ACTIVATION OF HIGH FLUX TEST MODULE SAMPLE HOLDER AFTER IFMIF-DONES OPERATION

S. Breidokaitė, G. Stankūnas, and A. Tidikas

Laboratory of Nuclear Installation Safety, Lithuanian Energy Institute, Breslaujos 3, 44403 Kaunas, Lithuania
Email: simona.breidokaite@lei.lt

Received 14 October 2019; revised 25 October 2019; accepted 31 October 2019

Nuclear safety assessment in nuclear fusion devices relies on the Monte Carlo method based neutron transport calculations. This paper presents information about the calculation results of the activities and dose rates caused by neuron irradiation for the structural materials of the high flux test module sample holder of IFMIF-DONES. The neutron induced activities and dose rates at shutdown were calculated by means of the FISPACT-2010 code with data from the EAF-2010 nuclear data library. Neutron fluxes and spectra were obtained with MCNP neutron transport calculations. The activities and dose rates were calculated at the end of irradiation of the assumed device operation scenario for cooling times of 0 s – 1000 year. In addition, radionuclides with contribution of at least 0.5% to the total value of activation characteristics at the previously mentioned cooling times were identified. After the operation, the most active radionuclide is 55Fe, with an activity share ranging from 30% (M200) to 63% (M8), and at the end of the prediction it accounts for 86% of the total activity. The highest dose rates at the end of irradiation are attributed to 56Mn radionuclide. 54Mn and 60Co are the most dominant radionuclides during intermediate and long cool-down periods.

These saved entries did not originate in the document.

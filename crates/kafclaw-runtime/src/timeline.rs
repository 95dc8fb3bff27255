//! `TimelineEvent` persistence (spec §3: "append-only" spans recording
//! one LLM or TOOL step of a trace, plus `MEMORY_CONTEXT_OVERFLOW`).

use std::sync::Arc;

use chrono::{DateTime, Utc};
use kafclaw_core::TraceId;
use kafclaw_storage::{KvStore, ScopedKvStore};
use serde::{Deserialize, Serialize};
use serde_json::Value;
use uuid::Uuid;

use crate::error::RuntimeResult;

const NAMESPACE: &str = "timeline_events";

/// The stable classification strings spec §6 requires readers to accept.
pub mod classification {
    /// One LLM completion call.
    pub const LLM: &str = "LLM";
    /// One tool execution.
    pub const TOOL: &str = "TOOL";
    /// A context-builder section was clipped against the byte budget.
    pub const MEMORY_CONTEXT_OVERFLOW: &str = "MEMORY_CONTEXT_OVERFLOW";
}

/// One append-only span on a trace (spec §3 `TimelineEvent`).
#[derive(Debug, Clone, Serialize, Deserialize)]
pub struct TimelineEvent {
    /// Unique event id.
    pub event_id: Uuid,
    /// Trace this event belongs to.
    pub trace_id: TraceId,
    /// When the event was recorded.
    pub timestamp: DateTime<Utc>,
    /// Stable classification string (see [`classification`]).
    pub classification: String,
    /// Human-readable span text (truncated per spec §4.6: 10 KiB cap).
    pub content_text: String,
    /// Structured metadata specific to the classification.
    pub metadata: Value,
}

/// Bytes an event's `content_text` is capped at before persisting (spec
/// §4.6: "truncated system/last-user/response (10 KiB)").
pub const SPAN_TEXT_CAP_BYTES: usize = 10 * 1024;

impl TimelineEvent {
    /// Build a new event, truncating `content_text` to the span cap.
    #[must_use]
    pub fn new(
        trace_id: TraceId,
        classification: impl Into<String>,
        content_text: impl Into<String>,
        metadata: Value,
        now: DateTime<Utc>,
    ) -> Self {
        Self {
            event_id: Uuid::new_v4(),
            trace_id,
            timestamp: now,
            classification: classification.into(),
            content_text: kafclaw_tools::truncate_for_log(&content_text.into()),
            metadata,
        }
    }
}

/// Persists [`TimelineEvent`]s, queryable by trace.
pub struct TimelineStore {
    kv: ScopedKvStore,
}

impl TimelineStore {
    /// Build a store over an existing [`KvStore`] backend.
    #[must_use]
    pub fn new(backend: Arc<dyn KvStore>) -> Self {
        Self {
            kv: ScopedKvStore::new(backend, NAMESPACE),
        }
    }

    /// Append one event.
    ///
    /// # Errors
    ///
    /// Returns an error if the backing store fails to write.
    pub async fn append(&self, event: TimelineEvent) -> RuntimeResult<()> {
        let key = format!("{}:{}", event.trace_id, event.event_id);
        let bytes = serde_json::to_vec(&event)?;
        self.kv.set(&key, bytes).await?;
        Ok(())
    }

    /// List every event recorded for `trace_id`, in no particular order
    /// (callers sort by `timestamp` if ordering matters).
    ///
    /// # Errors
    ///
    /// Returns an error if the backing store fails to enumerate or read.
    pub async fn list_for_trace(&self, trace_id: TraceId) -> RuntimeResult<Vec<TimelineEvent>> {
        let prefix = format!("{trace_id}:");
        let keys = self.kv.list_keys().await?;
        let mut events = Vec::new();
        for key in keys {
            if !key.starts_with(&prefix) {
                continue;
            }
            if let Some(bytes) = self.kv.get(&key).await? {
                events.push(serde_json::from_slice(&bytes)?);
            }
        }
        events.sort_by_key(|e| e.timestamp);
        Ok(events)
    }
}

#[cfg(test)]
mod tests {
    use super::*;
    use kafclaw_storage::MemoryKvStore;
    use serde_json::json;

    #[tokio::test]
    async fn append_then_list_for_trace() {
        let store = TimelineStore::new(Arc::new(MemoryKvStore::new()));
        let trace = TraceId::new();
        let now = Utc::now();
        store
            .append(TimelineEvent::new(trace, classification::LLM, "call 1", json!({}), now))
            .await
            .unwrap();
        store
            .append(TimelineEvent::new(trace, classification::TOOL, "call 2", json!({}), now))
            .await
            .unwrap();
        store
            .append(TimelineEvent::new(TraceId::new(), classification::LLM, "other trace", json!({}), now))
            .await
            .unwrap();

        let events = store.list_for_trace(trace).await.unwrap();
        assert_eq!(events.len(), 2);
    }

    #[test]
    fn content_text_is_truncated_to_span_cap() {
        let trace = TraceId::new();
        let big = "x".repeat(SPAN_TEXT_CAP_BYTES * 2);
        let event = TimelineEvent::new(trace, classification::LLM, big, json!({}), Utc::now());
        assert!(event.content_text.len() < SPAN_TEXT_CAP_BYTES * 2);
    }
}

Keywords: IFMIF-DONES, fusion, neutron irradiation, MCNP, FISPACT

1. Introduction

Nuclear energy is a relatively clean energy source in terms of carbon footprint in comparison to widely used fossil fuels. There are two main nuclear processes that can result in net energy gain: fusion and fission. Although nuclear fission based technologies currently play an important role in the  energy market, they have issues with radiation protection, nuclear waste storage and limited fuel resources. Nuclear fusion offers the alternative that mitigates the  formerly mentioned issues to more manageable levels [1]. On the other hand, nuclear fusion technologies face their own challenges, for example: fusion devices are very complicated and achieving sustainable fusion on earth is not an easy task  [2]. In order to ensure safety of fusion devices, most times Monte Carlo method based neutron transport calculations are performed. The Monte Carlo method is based on simulation of individual particle histories in complex environment. Particle histories follow the established laws of physics; however, the outcome is decided by random events that are described by probability distributions [3].

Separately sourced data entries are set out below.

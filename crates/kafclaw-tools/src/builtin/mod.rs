//! Standard built-in tool implementations.

mod exec;
mod list_directory;
mod read_file;
mod write_file;

pub use exec::ExecTool;
pub use list_directory::ListDirectoryTool;
pub use read_file::ReadFileTool;
pub use write_file::WriteFileTool;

There are many possible fusion reactions that result in energy release. At the moment, the most promising and feasible for the controlled thermonuclear process are reactions between hydrogen isotopes (deuterium and tritium) and helium [4]. Most of the energy released during D-T fusion reactions is carried by neutrons. Self-sustaining nuclear fusion can only be achieved if certain particle densities, temperatures and confinement times are present. The cross-section of the D-T reaction is the highest at the selected plasma temperature (around 100 million degrees) [5].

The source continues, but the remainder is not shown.